Paul Newman at OU 01-03-1968Other bios say that he was invited to leave the university after he rolled a beer keg down Jeff Hill and bounced it off the president’s car. He mentioned “It’s good to be home” in his remarks, but he did not bring up anything about an errant beer keg.

Students mobbed the car carrying Newman and his wife, Joanne Woodward, when they arrived.

Jon Webb doing Hail Mary

Jon Webb covering Paul Newman at OU 01-03-1968Jon Webb was the photographer at The Athens Messenger who started the daily picture page. I idolized the guy’s work. Still, it gave me a small amount of pleasure to see him doing a Hail Mary shot, something photographers do when they are out of position or hemmed in and need to try to get SOMETHING.

The story in The Post

Paul Newman at OU 01-03-1968Here is the story that appeared in The OU Post, along with two of my photos:

“It’s good to be home,” Paul Newman said as he walked up to the microphone on the stage of Memorial Auditorium yesterday after being mobbed by students outside.

The former Ohio University student who dropped out of school to join the armed forces in 1942 urged a crowd of some 3000 students to make “a rich physical commitment” to the presidential candidate of their choice.

Young people are McCarthy’s capital

Paul Newman at OU 01-03-1968Urging the crowd to help campaign for Eugene McCarthy in Indiana this weekend, Newman said, “We can’t afford to pay your way like some of the other candidates. We don’t have the capital – you young people are McCarthy’s capital.”

Newman at Press conference

Paul Newman at OU 01-03-1968In a press conference, Newman said he supports the Minnesota senator because “his credentials are better than anyone else and he has demonstrated his courage.”

“McCarthy rises above politics to become a statesman. He deals with things on a higher level: an intellectual strategy, not just a political strategy,” the actor continued.

Wanted to say he was part of his time

Paul Newman at OU 01-03-1968“I don’t know if my campaign will persuade anyone, but that’s not going to stop me,” he said. “I have six kids and I don’t want them to say I was never part of my time.”

Newman, who also visited the Ohio State and University of Cincinnati campuses yesterday, was presented with an Ohio University sweatshirt by students in the crowd.

A Harry & Son encounter

Paul Newman at OU 01-03-1968

For the record, I don’t recognize Mr. Cool, the photographer on the right.

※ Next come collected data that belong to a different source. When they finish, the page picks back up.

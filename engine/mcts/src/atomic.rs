//! Lock-free floating-point accumulator.

use std::sync::atomic::{AtomicU64, Ordering};

/// An `f64` stored as its bit pattern in an `AtomicU64`, accumulated with a
/// compare-exchange loop. Keeps reward sums lock-free where the platform
/// has no native atomic double.
#[derive(Debug)]
pub(crate) struct AtomicF64(AtomicU64);

impl AtomicF64 {
    pub fn new(value: f64) -> Self {
        Self(AtomicU64::new(value.to_bits()))
    }

    #[inline]
    pub fn load(&self) -> f64 {
        f64::from_bits(self.0.load(Ordering::Acquire))
    }

    pub fn fetch_add(&self, delta: f64) {
        let mut current = self.0.load(Ordering::Relaxed);
        loop {
            let next = (f64::from_bits(current) + delta).to_bits();
            match self
                .0
                .compare_exchange_weak(current, next, Ordering::AcqRel, Ordering::Relaxed)
            {
                Ok(_) => return,
                Err(observed) => current = observed,
            }
        }
    }

    pub fn store(&self, value: f64) {
        self.0.store(value.to_bits(), Ordering::Release);
    }
}
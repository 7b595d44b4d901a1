//! Zooscape agent binary.
//!
//! Owns everything the decision core treats as external: configuration,
//! logging, identity, and the transport seam. Messages arrive as JSON
//! lines on stdin and action replies leave as JSON lines on stdout, so a
//! network transport (or a test harness) can drive the bot as a child
//! process:
//!
//! ```text
//! > {"type":"registered","botId":"..."}
//! > {"type":"state","state":{...}}
//! < {"action":4}
//! > {"type":"disconnect"}
//! ```
//!
//! Logs go to stderr; stdout carries only replies. EOF and `disconnect`
//! both shut the service down cleanly (exit code 0), configuration or I/O
//! faults exit non-zero.

mod config;
mod wire;

use std::io::{self, BufRead, Write};

use anyhow::Context;
use mcts::BotService;
use serde::{Deserialize, Serialize};
use tracing::{info, warn};
use tracing_subscriber::EnvFilter;
use zoo_core::BotAction;

use config::BotConfig;
use wire::GameStateDto;

#[derive(Debug, Deserialize)]
#[serde(tag = "type", rename_all = "camelCase")]
enum Inbound {
    /// Registration acknowledgement carrying our assigned id.
    Registered {
        #[serde(rename = "botId")]
        bot_id: String,
    },
    /// One full world state; answered with an action.
    State { state: GameStateDto },
    /// The runtime is done with us.
    Disconnect,
}

#[derive(Debug, Serialize)]
struct Outbound {
    action: i32,
}

fn main() -> anyhow::Result<()> {
    tracing_subscriber::fmt()
        .with_env_filter(
            EnvFilter::from_default_env().add_directive("bot=info".parse()?),
        )
        .with_writer(io::stderr)
        .init();

    let config = BotConfig::from_env();
    info!(
        nickname = %config.bot_nickname,
        endpoint = %config.hub_url(),
        "configuration loaded"
    );

    let service = BotService::new(config.mcts_config());
    run(&service, io::stdin().lock(), io::stdout().lock())?;

    service.stop();
    info!("bot stopped");
    Ok(())
}

/// Message loop over the transport seam. Returns on EOF or `disconnect`.
fn run(
    service: &BotService,
    input: impl BufRead,
    mut output: impl Write,
) -> anyhow::Result<()> {
    for line in input.lines() {
        let line = line.context("reading inbound message")?;
        if line.trim().is_empty() {
            continue;
        }
        let message: Inbound = match serde_json::from_str(&line) {
            Ok(message) => message,
            Err(error) => {
                warn!(%error, "skipping malformed message");
                continue;
            }
        };

        match message {
            Inbound::Registered { bot_id } => {
                info!(%bot_id, "registered");
                service.set_id(bot_id);
            }
            Inbound::State { state } => {
                let state = state.into_state();
                let action = match service.best_action(&state) {
                    Ok(result) => result.best_action,
                    Err(error) => {
                        warn!(%error, tick = state.tick, "search refused state");
                        BotAction::None
                    }
                };
                serde_json::to_writer(
                    &mut output,
                    &Outbound {
                        action: action.to_wire(),
                    },
                )
                .context("writing action reply")?;
                output.write_all(b"\n")?;
                output.flush()?;
            }
            Inbound::Disconnect => {
                info!("disconnect received");
                break;
            }
        }
    }
    Ok(())
}
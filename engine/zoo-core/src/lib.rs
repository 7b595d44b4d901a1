//! Core game model for the Zooscape agent.
//!
//! This crate provides the compact forward model the search engine rolls
//! games forward with:
//!
//! - grid primitives ([`Position`], [`CellContent`], [`BitBoard`])
//! - the persistent entities ([`Animal`], [`Zookeeper`])
//! - the simulator itself ([`GameState`]): movement, pellet capture,
//!   power-up effects, streak evolution, pursuer motion and capture
//!   resolution, plus the distance/threat queries the heuristics need
//!
//! The simulator is deliberately forgiving: out-of-range coordinates,
//! unknown animal ids and illegal moves all degrade to well-defined no-ops
//! so that a rollout can never fault mid-search. The only hard failure is a
//! structurally malformed state, reported by [`GameState::validate`] as a
//! [`StateError`] before any search begins.

pub mod action;
pub mod animal;
pub mod bitboard;
pub mod cell;
pub mod position;
pub mod state;

pub use action::BotAction;
pub use animal::{Animal, Zookeeper};
pub use bitboard::BitBoard;
pub use cell::{CellContent, PowerUpKind};
pub use position::Position;
pub use state::{GameState, StateError};
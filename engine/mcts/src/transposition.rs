//! Bounded map from state digests to live tree nodes.
//!
//! Entries hold `Weak` handles, so the table never keeps a node alive on
//! its own; a lookup whose handle has expired reads as a miss and is
//! pruned on the spot. The table is bounded both by entry count and by
//! entry age, evicting dead and stale entries first and the oldest live
//! entry as a last resort. It is cleared between searches: transpositions
//! are only merged within one tree.

use std::sync::{Arc, Mutex, MutexGuard, PoisonError, Weak};
use std::time::{Duration, Instant};

use rustc_hash::FxHashMap;

use crate::node::MctsNode;

const DEFAULT_MAX_AGE: Duration = Duration::from_secs(300);

#[derive(Debug)]
struct Entry {
    node: Weak<MctsNode>,
    inserted: Instant,
}

/// Digest-keyed table of weak node handles.
#[derive(Debug)]
pub struct TranspositionTable {
    entries: Mutex<FxHashMap<u64, Entry>>,
    capacity: usize,
    max_age: Duration,
}

fn lock(
    entries: &Mutex<FxHashMap<u64, Entry>>,
) -> MutexGuard<'_, FxHashMap<u64, Entry>> {
    entries.lock().unwrap_or_else(PoisonError::into_inner)
}

impl TranspositionTable {
    pub fn new(capacity: usize) -> Self {
        Self::with_max_age(capacity, DEFAULT_MAX_AGE)
    }

    pub fn with_max_age(capacity: usize, max_age: Duration) -> Self {
        Self {
            entries: Mutex::new(FxHashMap::default()),
            capacity: capacity.max(1),
            max_age,
        }
    }

    /// Upgrade the entry for `digest`, pruning it when dead or stale.
    pub fn lookup(&self, digest: u64) -> Option<Arc<MctsNode>> {
        let mut entries = lock(&self.entries);
        match entries.get(&digest) {
            Some(entry) if entry.inserted.elapsed() <= self.max_age => {
                let node = entry.node.upgrade();
                if node.is_none() {
                    entries.remove(&digest);
                }
                node
            }
            Some(_) => {
                entries.remove(&digest);
                None
            }
            None => None,
        }
    }

    /// Insert or replace the entry for `digest`, evicting if full.
    pub fn insert(&self, digest: u64, node: &Arc<MctsNode>) {
        let mut entries = lock(&self.entries);
        if entries.len() >= self.capacity && !entries.contains_key(&digest) {
            Self::evict(&mut entries, self.max_age);
        }
        entries.insert(
            digest,
            Entry {
                node: Arc::downgrade(node),
                inserted: Instant::now(),
            },
        );
    }

    /// Drop dead and stale entries; if nothing qualified, drop the oldest
    /// entry so the insert always has room.
    fn evict(entries: &mut FxHashMap<u64, Entry>, max_age: Duration) {
        let before = entries.len();
        entries.retain(|_, entry| {
            entry.node.strong_count() > 0 && entry.inserted.elapsed() <= max_age
        });
        if entries.len() < before {
            return;
        }
        if let Some(oldest) = entries
            .iter()
            .min_by_key(|(_, entry)| entry.inserted)
            .map(|(digest, _)| *digest)
        {
            entries.remove(&oldest);
        }
    }

    pub fn len(&self) -> usize {
        lock(&self.entries).len()
    }

    pub fn is_empty(&self) -> bool {
        self.len() == 0
    }

    pub fn clear(&self) {
        lock(&self.entries).clear();
    }
}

He wasn’t on the staff of the newspapers nor yearbook. He must have been one of the Fine Arts students.

I brought up another Paul Newman anecdote when I wrote his obit on my bike blog.

Newman arrived in Lake Worth, Florida, to film Harry & Son in 1984. I went to the set, not to take pictures, but to ask the movie crew if they could switch to a different two-way radio frequency because it was interfering with The Palm Beach Post’s radio system. That was a particular problem that morning because a an airliner inbound to Palm Beach International Airport had declared a mechanical emergency. The reporters and photographers scrambling to get into position were being overridden by the movie crew.

It happened because the FCC assigned newspapers and movie crews a shared group of frequencies in the 173 MHz range. Movie companies would frequently rent their radios from a Ft. Lauderdale company and pick a channel at random. In this case, they grabbed 173.275, which we used.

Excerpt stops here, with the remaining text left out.